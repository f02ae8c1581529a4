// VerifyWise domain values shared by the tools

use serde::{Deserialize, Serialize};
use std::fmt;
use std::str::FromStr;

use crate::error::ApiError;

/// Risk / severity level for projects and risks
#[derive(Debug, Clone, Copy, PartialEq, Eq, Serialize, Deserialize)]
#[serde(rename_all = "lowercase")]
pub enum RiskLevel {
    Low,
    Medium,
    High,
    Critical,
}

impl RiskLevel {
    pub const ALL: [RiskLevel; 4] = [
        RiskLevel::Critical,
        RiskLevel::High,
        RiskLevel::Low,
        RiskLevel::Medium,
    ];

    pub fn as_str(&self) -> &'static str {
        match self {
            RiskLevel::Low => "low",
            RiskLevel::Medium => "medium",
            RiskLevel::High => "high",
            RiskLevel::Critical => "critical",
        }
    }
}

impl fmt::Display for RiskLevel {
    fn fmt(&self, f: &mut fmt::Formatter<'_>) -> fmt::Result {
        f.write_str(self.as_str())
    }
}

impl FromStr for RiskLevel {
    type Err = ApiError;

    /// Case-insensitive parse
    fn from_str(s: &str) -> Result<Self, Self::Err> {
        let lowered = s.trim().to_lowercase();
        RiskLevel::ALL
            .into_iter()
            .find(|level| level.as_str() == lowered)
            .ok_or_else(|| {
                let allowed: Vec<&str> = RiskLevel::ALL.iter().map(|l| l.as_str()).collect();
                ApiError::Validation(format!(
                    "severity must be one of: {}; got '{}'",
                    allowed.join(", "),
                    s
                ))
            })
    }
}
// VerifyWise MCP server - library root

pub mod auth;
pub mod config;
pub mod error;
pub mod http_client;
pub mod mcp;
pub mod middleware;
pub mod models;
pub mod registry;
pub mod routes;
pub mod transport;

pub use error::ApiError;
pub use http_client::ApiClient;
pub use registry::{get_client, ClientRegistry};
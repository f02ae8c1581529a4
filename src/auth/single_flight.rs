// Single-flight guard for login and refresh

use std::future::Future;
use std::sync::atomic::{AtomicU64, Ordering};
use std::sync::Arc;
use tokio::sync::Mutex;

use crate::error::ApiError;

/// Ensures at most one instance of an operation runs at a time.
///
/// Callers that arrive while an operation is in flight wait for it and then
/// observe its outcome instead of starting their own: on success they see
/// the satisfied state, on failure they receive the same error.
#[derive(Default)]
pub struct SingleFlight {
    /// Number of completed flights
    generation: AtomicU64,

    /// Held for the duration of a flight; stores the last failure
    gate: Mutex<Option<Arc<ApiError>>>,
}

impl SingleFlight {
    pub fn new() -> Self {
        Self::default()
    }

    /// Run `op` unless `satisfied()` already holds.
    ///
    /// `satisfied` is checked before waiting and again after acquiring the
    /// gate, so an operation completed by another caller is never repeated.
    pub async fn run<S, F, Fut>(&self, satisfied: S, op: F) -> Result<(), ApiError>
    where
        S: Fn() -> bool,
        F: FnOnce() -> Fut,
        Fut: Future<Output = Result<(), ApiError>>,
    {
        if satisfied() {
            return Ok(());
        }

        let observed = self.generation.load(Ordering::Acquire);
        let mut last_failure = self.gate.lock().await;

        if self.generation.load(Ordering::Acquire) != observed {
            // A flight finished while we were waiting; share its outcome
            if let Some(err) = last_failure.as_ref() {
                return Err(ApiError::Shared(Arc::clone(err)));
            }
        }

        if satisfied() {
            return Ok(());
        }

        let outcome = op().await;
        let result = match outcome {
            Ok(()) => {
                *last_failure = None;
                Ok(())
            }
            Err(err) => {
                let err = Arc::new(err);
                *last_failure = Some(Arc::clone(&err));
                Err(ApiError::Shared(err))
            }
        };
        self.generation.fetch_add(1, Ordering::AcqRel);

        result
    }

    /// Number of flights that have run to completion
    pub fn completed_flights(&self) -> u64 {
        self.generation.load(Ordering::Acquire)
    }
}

━━━━━━

Repeat the whole listing word for word.

repository f02ae8c1581529a4
// VerifyWise domain values shared by the tools

use serde::{Deserialize, Serialize};
use std::fmt;
use std::str::FromStr;

use crate::error::ApiError;

/// Risk / severity level for projects and risks
#[derive(Debug, Clone, Copy, PartialEq, Eq, Serialize, Deserialize)]
#[serde(rename_all = "lowercase")]
pub enum RiskLevel {
    Low,
    Medium,
    High,
    Critical,
}

impl RiskLevel {
    pub const ALL: [RiskLevel; 4] = [
        RiskLevel::Critical,
        RiskLevel::High,
        RiskLevel::Low,
        RiskLevel::Medium,
    ];

    pub fn as_str(&self) -> &'static str {
        match self {
            RiskLevel::Low => "low",
            RiskLevel::Medium => "medium",
            RiskLevel::High => "high",
            RiskLevel::Critical => "critical",
        }
    }
}

impl fmt::Display for RiskLevel {
    fn fmt(&self, f: &mut fmt::Formatter<'_>) -> fmt::Result {
        f.write_str(self.as_str())
    }
}

impl FromStr for RiskLevel {
    type Err = ApiError;

    /// Case-insensitive parse
    fn from_str(s: &str) -> Result<Self, Self::Err> {
        let lowered = s.trim().to_lowercase();
        RiskLevel::ALL
            .into_iter()
            .find(|level| level.as_str() == lowered)
            .ok_or_else(|| {
                let allowed: Vec<&str> = RiskLevel::ALL.iter().map(|l| l.as_str()).collect();
                ApiError::Validation(format!(
                    "severity must be one of: {}; got '{}'",
                    allowed.join(", "),
                    s
                ))
            })
    }
}
// VerifyWise MCP server - library root

pub mod auth;
pub mod config;
pub mod error;
pub mod http_client;
pub mod mcp;
pub mod middleware;
pub mod models;
pub mod registry;
pub mod routes;
pub mod transport;

pub use error::ApiError;
pub use http_client::ApiClient;
pub use registry::{get_client, ClientRegistry};
repository f02ae8c1581529a4
filename src/auth/single_flight.rs
// Single-flight guard for login and refresh

use std::future::Future;
use std::sync::atomic::{AtomicU64, Ordering};
use std::sync::Arc;
use tokio::sync::Mutex;

use crate::error::ApiError;

/// Ensures at most one instance of an operation runs at a time.
///
/// Callers that arrive while an operation is in flight wait for it and then
/// observe its outcome instead of starting their own: on success they see
/// the satisfied state, on failure they receive the same error.
#[derive(Default)]
pub struct SingleFlight {
    /// Number of completed flights
    generation: AtomicU64,

    /// Held for the duration of a flight; stores the last failure
    gate: Mutex<Option<Arc<ApiError>>>,
}

impl SingleFlight {
    pub fn new() -> Self {
        Self::default()
    }

    /// Run `op` unless `satisfied()` already holds.
    ///
    /// `satisfied` is checked before waiting and again after acquiring the
    /// gate, so an operation completed by another caller is never repeated.
    pub async fn run<S, F, Fut>(&self, satisfied: S, op: F) -> Result<(), ApiError>
    where
        S: Fn() -> bool,
        F: FnOnce() -> Fut,
        Fut: Future<Output = Result<(), ApiError>>,
    {
        if satisfied() {
            return Ok(());
        }

        let observed = self.generation.load(Ordering::Acquire);
        let mut last_failure = self.gate.lock().await;

        if self.generation.load(Ordering::Acquire) != observed {
            // A flight finished while we were waiting; share its outcome
            if let Some(err) = last_failure.as_ref() {
                return Err(ApiError::Shared(Arc::clone(err)));
            }
        }

        if satisfied() {
            return Ok(());
        }

        let outcome = op().await;
        let result = match outcome {
            Ok(()) => {
                *last_failure = None;
                Ok(())
            }
            Err(err) => {
                let err = Arc::new(err);
                *last_failure = Some(Arc::clone(&err));
                Err(ApiError::Shared(err))
            }
        };
        self.generation.fetch_add(1, Ordering::AcqRel);

        result
    }

    /// Number of flights that have run to completion
    pub fn completed_flights(&self) -> u64 {
        self.generation.load(Ordering::Acquire)
    }
}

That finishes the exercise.